_TASK_.
Check every line of the listing below for the word "column" and give the number of lines where it appears, with nothing added.

--- START ---

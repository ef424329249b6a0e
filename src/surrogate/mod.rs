//! Gaussian-process surrogate (component C): one independent regressor per
//! output dimension, inputs rescaled to the unit cube, hyperparameters fit
//! by minimizing the negative log marginal likelihood with SCE-UA. Modeled
//! on `dmosopt.gp.GPR_Matern`/`GPR_RBF`.

pub mod kernel;

use derive_builder::Builder;
use faer::{Side, linalg::solvers::Llt};
use faer_ext::{IntoFaer, IntoNdarray};
use ndarray::{Array1, Array2, ArrayView1, ArrayView2, Axis};
use rand::{RngCore, SeedableRng};
use rand::rngs::StdRng;
use rayon::prelude::*;

use crate::error::SurrogateFitError;
use crate::random::{RandomGenerator, StdRandomGenerator};
use crate::sce_ua::{SceUaConfig, sceua};
use crate::space::ParameterSpace;
use crate::surrogate::kernel::{Kernel, LengthScale};

/// Which covariance family backs the surrogate.
#[derive(Debug, Clone, Copy, PartialEq, Eq)]
pub enum KernelKind {
    Matern52,
    Rbf,
}

#[derive(Debug, Clone, Builder)]
#[builder(pattern = "owned")]
pub struct SurrogateOptions {
    #[builder(default = "KernelKind::Matern52")]
    pub kernel: KernelKind,
    /// One length scale per input dimension instead of one shared scalar.
    #[builder(default = "false")]
    pub anisotropic: bool,
    #[builder(default = "SceUaConfig::default()")]
    pub sce_ua: SceUaConfig,
}

impl Default for SurrogateOptions {
    fn default() -> Self {
        Self {
            kernel: KernelKind::Matern52,
            anisotropic: false,
            sce_ua: SceUaConfig::default(),
        }
    }
}

const CONSTANT_BOUNDS: (f64, f64) = (1e-2, 1e2);
const LENGTH_SCALE_BOUNDS: (f64, f64) = (1e-2, 1e2);
const NOISE_BOUNDS: (f64, f64) = (1e-8, 1e-4);
const MIN_TRAINING_POINTS: usize = 3;

#[derive(Debug, Clone)]
struct Hyperparameters {
    constant: f64,
    length_scale: Array1<f64>,
    noise: f64,
}

/// A single independent-output GP regressor, fit on unit-cube-rescaled
/// inputs and zero-mean/unit-variance-normalized outputs.
#[derive(Debug, Clone)]
pub struct GaussianProcess {
    kernel_kind: KernelKind,
    hyper: Hyperparameters,
    x_train: Array2<f64>,
    alpha: Array1<f64>,
    y_mean: f64,
    y_std: f64,
}

impl GaussianProcess {
    fn kernel(&self) -> Kernel {
        let length_scale = if self.hyper.length_scale.len() == 1 {
            LengthScale::Isotropic(self.hyper.length_scale[0])
        } else {
            LengthScale::Anisotropic(self.hyper.length_scale.clone())
        };
        match self.kernel_kind {
            KernelKind::Matern52 => Kernel::Matern52 { length_scale },
            KernelKind::Rbf => Kernel::Rbf { length_scale },
        }
    }

    /// Fits a GP to `x` (rows rescaled to the unit cube by the caller) and
    /// `y` (one scalar output per row).
    fn fit(
        x_unit: &Array2<f64>,
        y: ArrayView1<f64>,
        kernel_kind: KernelKind,
        anisotropic: bool,
        sce_ua: &SceUaConfig,
        rng: &mut impl RandomGenerator,
    ) -> Result<Self, SurrogateFitError> {
        let n = x_unit.nrows();
        let d = x_unit.ncols();
        if n < MIN_TRAINING_POINTS {
            return Err(SurrogateFitError::InsufficientData {
                min: MIN_TRAINING_POINTS,
                actual: n,
            });
        }

        let y_mean = y.mean().unwrap_or(0.0);
        let y_std = y.std(0.0).max(1e-12);
        let y_norm: Array1<f64> = y.mapv(|v| (v - y_mean) / y_std);

        let n_scale_params = if anisotropic { d } else { 1 };
        let n_theta = 2 + n_scale_params;
        let mut lb = Array1::<f64>::zeros(n_theta);
        let mut ub = Array1::<f64>::zeros(n_theta);
        lb[0] = CONSTANT_BOUNDS.0;
        ub[0] = CONSTANT_BOUNDS.1;
        for j in 0..n_scale_params {
            lb[1 + j] = LENGTH_SCALE_BOUNDS.0;
            ub[1 + j] = LENGTH_SCALE_BOUNDS.1;
        }
        lb[n_theta - 1] = NOISE_BOUNDS.0;
        ub[n_theta - 1] = NOISE_BOUNDS.1;

        let objective = |theta: &Array1<f64>| -> f64 {
            let hyper = theta_to_hyper(theta, anisotropic, d);
            negative_log_marginal_likelihood(x_unit, &y_norm, kernel_kind, &hyper)
                .unwrap_or(f64::INFINITY)
        };

        let result = sceua(objective, &lb, &ub, sce_ua, rng);
        let hyper = theta_to_hyper(&result.best_x, anisotropic, d);

        let kernel = kernel_for(kernel_kind, &hyper);
        let mut k = kernel.covariance(x_unit, x_unit);
        k.mapv_inplace(|v| v * hyper.constant);
        for i in 0..n {
            k[[i, i]] += hyper.noise;
        }
        let alpha = cholesky_solve(&k, &y_norm)?;

        Ok(Self {
            kernel_kind,
            hyper,
            x_train: x_unit.clone(),
            alpha,
            y_mean,
            y_std,
        })
    }

    /// Posterior mean at `x_unit` (already rescaled to the unit cube).
    fn predict(&self, x_unit: &Array2<f64>) -> Array1<f64> {
        let kernel = self.kernel();
        let mut k_star = kernel.covariance(x_unit, &self.x_train);
        k_star.mapv_inplace(|v| v * self.hyper.constant);
        let mean_norm = k_star.dot(&self.alpha);
        mean_norm.mapv(|v| v * self.y_std + self.y_mean)
    }
}

fn theta_to_hyper(theta: &Array1<f64>, anisotropic: bool, d: usize) -> Hyperparameters {
    let constant = theta[0];
    let n_scale_params = if anisotropic { d } else { 1 };
    let length_scale = theta.slice(ndarray::s![1..1 + n_scale_params]).to_owned();
    let noise = theta[theta.len() - 1];
    Hyperparameters {
        constant,
        length_scale,
        noise,
    }
}

fn kernel_for(kind: KernelKind, hyper: &Hyperparameters) -> Kernel {
    let length_scale = if hyper.length_scale.len() == 1 {
        LengthScale::Isotropic(hyper.length_scale[0])
    } else {
        LengthScale::Anisotropic(hyper.length_scale.clone())
    };
    match kind {
        KernelKind::Matern52 => Kernel::Matern52 { length_scale },
        KernelKind::Rbf => Kernel::Rbf { length_scale },
    }
}

/// `-0.5 y^T K^-1 y - 0.5 log|K| - n/2 log(2*pi)`, negated so SCE-UA (a
/// minimizer) maximizes the marginal likelihood.
fn negative_log_marginal_likelihood(
    x: &Array2<f64>,
    y: &Array1<f64>,
    kind: KernelKind,
    hyper: &Hyperparameters,
) -> Result<f64, SurrogateFitError> {
    let n = x.nrows();
    let kernel = kernel_for(kind, hyper);
    let mut k = kernel.covariance(x, x);
    k.mapv_inplace(|v| v * hyper.constant);
    for i in 0..n {
        k[[i, i]] += hyper.noise;
    }

    let faer_k = k.view().into_faer();
    let llt = Llt::new(faer_k, Side::Lower).map_err(|_| SurrogateFitError::CholeskyFailed)?;
    let l = llt.L().as_ref().into_ndarray().to_owned();

    let log_det: f64 = 2.0 * (0..n).map(|i| l[[i, i]].max(1e-300).ln()).sum::<f64>();

    let alpha = cholesky_solve(&k, y)?;
    let data_fit = y.dot(&alpha);

    Ok(0.5 * data_fit + 0.5 * log_det + 0.5 * n as f64 * (2.0 * std::f64::consts::PI).ln())
}

/// Solves `k @ alpha = y` via a Cholesky factorization of the (symmetric
/// positive-definite) covariance matrix `k`.
fn cholesky_solve(k: &Array2<f64>, y: &Array1<f64>) -> Result<Array1<f64>, SurrogateFitError> {
    let n = y.len();
    let faer_k = k.view().into_faer();
    let llt = Llt::new(faer_k, Side::Lower).map_err(|_| SurrogateFitError::CholeskyFailed)?;

    let y_col = Array2::from_shape_vec((n, 1), y.to_vec()).expect("y column shape");
    let faer_y = y_col.view().into_faer();
    let solved = llt.solve(faer_y);
    let solved_nd = solved.as_ref().into_ndarray();
    Ok(solved_nd.column(0).to_owned())
}

/// Independent per-output-dimension GP ensemble: `fit` trains one
/// [`GaussianProcess`] per column of `y`, `predict` stacks their posterior
/// means back into an `(n x n_outputs)` matrix.
#[derive(Debug, Clone)]
pub struct Surrogate {
    models: Vec<GaussianProcess>,
    lower: Array1<f64>,
    range: Array1<f64>,
}

impl Surrogate {
    pub fn fit(
        space: &ParameterSpace,
        x: ArrayView2<f64>,
        y: ArrayView2<f64>,
        options: &SurrogateOptions,
        rng: &mut impl RandomGenerator,
    ) -> Result<Self, SurrogateFitError> {
        if x.nrows() != y.nrows() {
            return Err(SurrogateFitError::Shape(
                crate::error::ShapeError::RowMismatch {
                    expected: x.nrows(),
                    actual: y.nrows(),
                },
            ));
        }
        let lower = space.lower_bounds();
        let range = &space.upper_bounds() - &lower;
        let x_unit = rescale_to_unit_cube(x, &lower, &range);

        let n_outputs = y.ncols();
        // Each output's GP is fit independently, so the per-objective loop
        // runs in parallel; a distinct child RNG is drawn up front for each
        // column since `rng` itself can't be shared across threads.
        let child_seeds: Vec<u64> = (0..n_outputs).map(|_| rng.rng().next_u64()).collect();
        let models: Vec<GaussianProcess> = child_seeds
            .into_par_iter()
            .enumerate()
            .map(|(j, seed)| {
                let mut child_rng = StdRandomGenerator::new(StdRng::seed_from_u64(seed));
                GaussianProcess::fit(
                    &x_unit,
                    y.column(j),
                    options.kernel,
                    options.anisotropic,
                    &options.sce_ua,
                    &mut child_rng,
                )
            })
            .collect::<Result<Vec<_>, _>>()?;

        Ok(Self {
            models,
            lower,
            range,
        })
    }

    /// Posterior mean predictions, one column per output dimension.
    pub fn predict(&self, x: ArrayView2<f64>) -> Array2<f64> {
        let x_unit = rescale_to_unit_cube(x, &self.lower, &self.range);
        let n = x.nrows();
        let mut out = Array2::<f64>::zeros((n, self.models.len()));
        for (j, gp) in self.models.iter().enumerate() {
            let column = gp.predict(&x_unit);
            out.column_mut(j).assign(&column);
        }
        out
    }
}

fn rescale_to_unit_cube(x: ArrayView2<f64>, lower: &Array1<f64>, range: &Array1<f64>) -> Array2<f64> {
    let mut out = x.to_owned();
    for mut row in out.rows_mut() {
        for ((v, &lo), &r) in row.iter_mut().zip(lower.iter()).zip(range.iter()) {
            *v = (*v - lo) / r.max(1e-12);
        }
    }
    out
}
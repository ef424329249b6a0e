//! Feasibility model (component E): an optional predictor that, given a
//! batch of candidate genes, returns a per-constraint signed margin and
//! distance score. Used to pick the most promising child out of a pool of
//! candidates produced by crossover/mutation when the pool size is greater
//! than one. Modeled on `dmosopt.NSGA2.feasibility_selection` /
//! `crossover_feasibility_selection`.

use ndarray::{Array1, Array2, Axis};

use crate::random::RandomGenerator;

/// Predicts feasibility margins for candidate points.
///
/// A point is feasible when every component of its margin row is `> 0`,
/// matching the constraint-satisfaction convention used throughout this
/// crate. The accompanying distance row scores how far into the feasible
/// region each candidate lies; larger is more robustly feasible.
pub trait FeasibilityModel {
    fn predict(&self, x: &Array2<f64>) -> (Array2<f64>, Array2<f64>);
}

fn row_all_positive(row: ndarray::ArrayView1<f64>) -> bool {
    row.iter().all(|&v| v > 0.0)
}

/// Picks the single most informative child out of `children`: the
/// feasible candidate with the largest summed distance, or a uniform
/// random candidate when none are predicted feasible.
pub fn select_feasible_child(
    model: &dyn FeasibilityModel,
    children: &Array2<f64>,
    rng: &mut impl RandomGenerator,
) -> Array1<f64> {
    let (margin, distance) = model.predict(children);
    let feasible_rows: Vec<usize> = (0..margin.nrows())
        .filter(|&i| row_all_positive(margin.row(i)))
        .collect();

    if feasible_rows.is_empty() {
        let idx = rng.gen_range_usize(0, children.nrows());
        return children.row(idx).to_owned();
    }

    let best = feasible_rows
        .iter()
        .copied()
        .max_by(|&a, &b| {
            let sa: f64 = distance.row(a).sum();
            let sb: f64 = distance.row(b).sum();
            sa.partial_cmp(&sb).unwrap()
        })
        .unwrap();
    children.row(best).to_owned()
}

/// Applies [`select_feasible_child`] independently to each pool in
/// `children_pools`, returning one selected child per pool — used for the
/// two candidate pools a crossover step produces.
pub fn select_feasible_children(
    model: &dyn FeasibilityModel,
    children_pools: &[Array2<f64>],
    rng: &mut impl RandomGenerator,
) -> Vec<Array1<f64>> {
    children_pools
        .iter()
        .map(|pool| select_feasible_child(model, pool, rng))
        .collect()
}

/// Sums a distance matrix's rows, used by tests and callers that want the
/// raw per-candidate score outside of selection.
pub fn summed_distance(distance: &Array2<f64>) -> Array1<f64> {
    distance.sum_axis(Axis(1))
}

--- END ---

_OUTPUT OF THE EXERCISE_.
8